When I was small I would be given a diary and for a few days or weeks I would write in it everything I did ; that is until I got bored with it and it became a chore. When I was fit and active (before this mysterious extra four stones appeared around my body like a cellulite rings of Saturn [Faturn]) I religiously kept a running log. And I mean religiously. Times were recorded to the minute, second, tenths, hundredths. What shoes were worn was recorded with the distance run for each pair (so if a pair dropped to bits you could compare performance). A subjective measuring of effort was noted as was the weather or any other data which might prove useful in gauging training for an event or analysing an injury.

Even when the running began to slacken off - I haven't given up - the running log has subtly changed its style and its relevance. It is a blending of what has been called in the past a "Commonplace" book - collecting quotations and reviews of books or television, a journal - where intimate thoughts (or not) are expressed, and an artist's ideas book. Postcards and images are kept. Random thoughts are preserved.
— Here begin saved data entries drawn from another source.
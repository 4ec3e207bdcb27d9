use std::sync::Arc;

use wayfarer_core::{
    Command, ContinuousPosition, Footprint, GridPosition, LayerId, LayerRegistry, MarkerId,
    TerrainClass,
};
use wayfarer_system_invalidation::{DirtyRegionHub, Invalidation, StaleCells};
use wayfarer_world::{self as world, GridDimensions, World};

fn actor_at(x: f32, y: f32) -> ContinuousPosition {
    ContinuousPosition::new(LayerId::ACTOR, x, y, 0.0).expect("finite position")
}

#[test]
fn world_events_dirty_the_affected_cells() {
    let mut world = World::new(LayerRegistry::standard(), GridDimensions::new(8, 8, 1));
    let hub = DirtyRegionHub::new();
    let ground = Arc::new(StaleCells::for_layer(LayerId::GROUND));
    let actors = Arc::new(StaleCells::for_layer(LayerId::ACTOR));
    let _ = hub.subscribe(&ground);
    let _ = hub.subscribe(&actors);
    let invalidation = Invalidation::new();

    let mut events = Vec::new();
    world::apply(
        &mut world,
        Command::SetTerrain {
            position: GridPosition::new(LayerId::GROUND, 4, 4, 0),
            terrain: TerrainClass::new(2),
        },
        &mut events,
    );
    world::apply(
        &mut world,
        Command::PlaceMarker {
            tags: vec!["scout".to_owned()],
            position: actor_at(1.5, 1.5),
            footprint: Footprint::POINT,
        },
        &mut events,
    );
    world::apply(
        &mut world,
        Command::MoveMarker {
            marker: MarkerId::new(0),
            position: actor_at(2.5, 1.5),
        },
        &mut events,
    );

    let report = invalidation.handle(&events, &hub);

    assert_eq!(report.cells, 4);
    assert_eq!(report.failed, 0);
    assert_eq!(
        ground.drain(),
        vec![GridPosition::new(LayerId::GROUND, 4, 4, 0)]
    );
    assert_eq!(
        actors.drain(),
        vec![
            GridPosition::new(LayerId::ACTOR, 1, 1, 0),
            GridPosition::new(LayerId::ACTOR, 2, 1, 0),
        ]
    );
}

#[test]
fn rejected_commands_dirty_nothing() {
    let mut world = World::new(LayerRegistry::standard(), GridDimensions::new(2, 2, 1));
    let hub = DirtyRegionHub::new();
    let stale = Arc::new(StaleCells::new());
    let _ = hub.subscribe(&stale);

    let mut events = Vec::new();
    world::apply(
        &mut world,
        Command::SetTerrain {
            position: GridPosition::new(LayerId::GROUND, 9, 9, 0),
            terrain: TerrainClass::new(1),
        },
        &mut events,
    );

    let report = Invalidation::new().handle(&events, &hub);

    assert_eq!(report.cells, 0);
    assert!(stale.is_empty());
}

#[test]
fn removed_marker_dirties_its_footprint() {
    let mut world = World::new(LayerRegistry::standard(), GridDimensions::new(6, 6, 1));
    let hub = DirtyRegionHub::new();
    let stale = Arc::new(StaleCells::new());
    let _ = hub.subscribe(&stale);
    let mut events = Vec::new();
    world::apply(
        &mut world,
        Command::PlaceMarker {
            tags: Vec::new(),
            position: actor_at(3.0, 3.0),
            footprint: Footprint::new(0.5).expect("valid radius"),
        },
        &mut events,
    );
    events.clear();

    world::apply(
        &mut world,
        Command::RemoveMarker {
            marker: MarkerId::new(0),
        },
        &mut events,
    );
    let _ = Invalidation::new().handle(&events, &hub);

    assert_eq!(
        stale.drain(),
        vec![
            GridPosition::new(LayerId::ACTOR, 2, 2, 0),
            GridPosition::new(LayerId::ACTOR, 2, 3, 0),
            GridPosition::new(LayerId::ACTOR, 3, 2, 0),
            GridPosition::new(LayerId::ACTOR, 3, 3, 0),
        ]
    );
}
It functions as a confidant, as an audience, as a trigger, as a resource for future writing, as a listing, as a repository for useless (and useful) information. It is an aid in understanding how I think and feel and act and make decisions and solve problems.

It is a form of presentation that is becoming far more widely used - from my daughters' school giving her a homework logbook to a Project Management tool to the online versions of the same. The Blogging generation with all the new found flexibility that technology can give are but an offshoot of this desire. Although I use this blog for many of the same purposes I do so in reference to my Journal. However the Journal is also Art in the sense of its objectival value. As a construct with aesthetic meaning that book form fits into a tradition that so far technology has not dimmed. As in the predictions that have been made saying that the Book is dead - the Screen Supreme - it has not happened. Francis Fukuyama's "End of History" has not happened. For many of us the book is an object to be treasured and touched. Indeed, even the smell of a new book (especially a glossy coffee table book)- the opening of a crisp new notebook to write in with its promising potential; these conjure up an image that encapsulates newness and freshness and the hint of a knowledge somehow sensually to be possessed and enjoyed. Imagine those Venn diagrams from early mathematics classes - the circles that overlapped creating sets and subsets. If the circles are "Me" , "Us" , "Them" , that section which contains all of those is the Journal. That is a position I try to keep it in.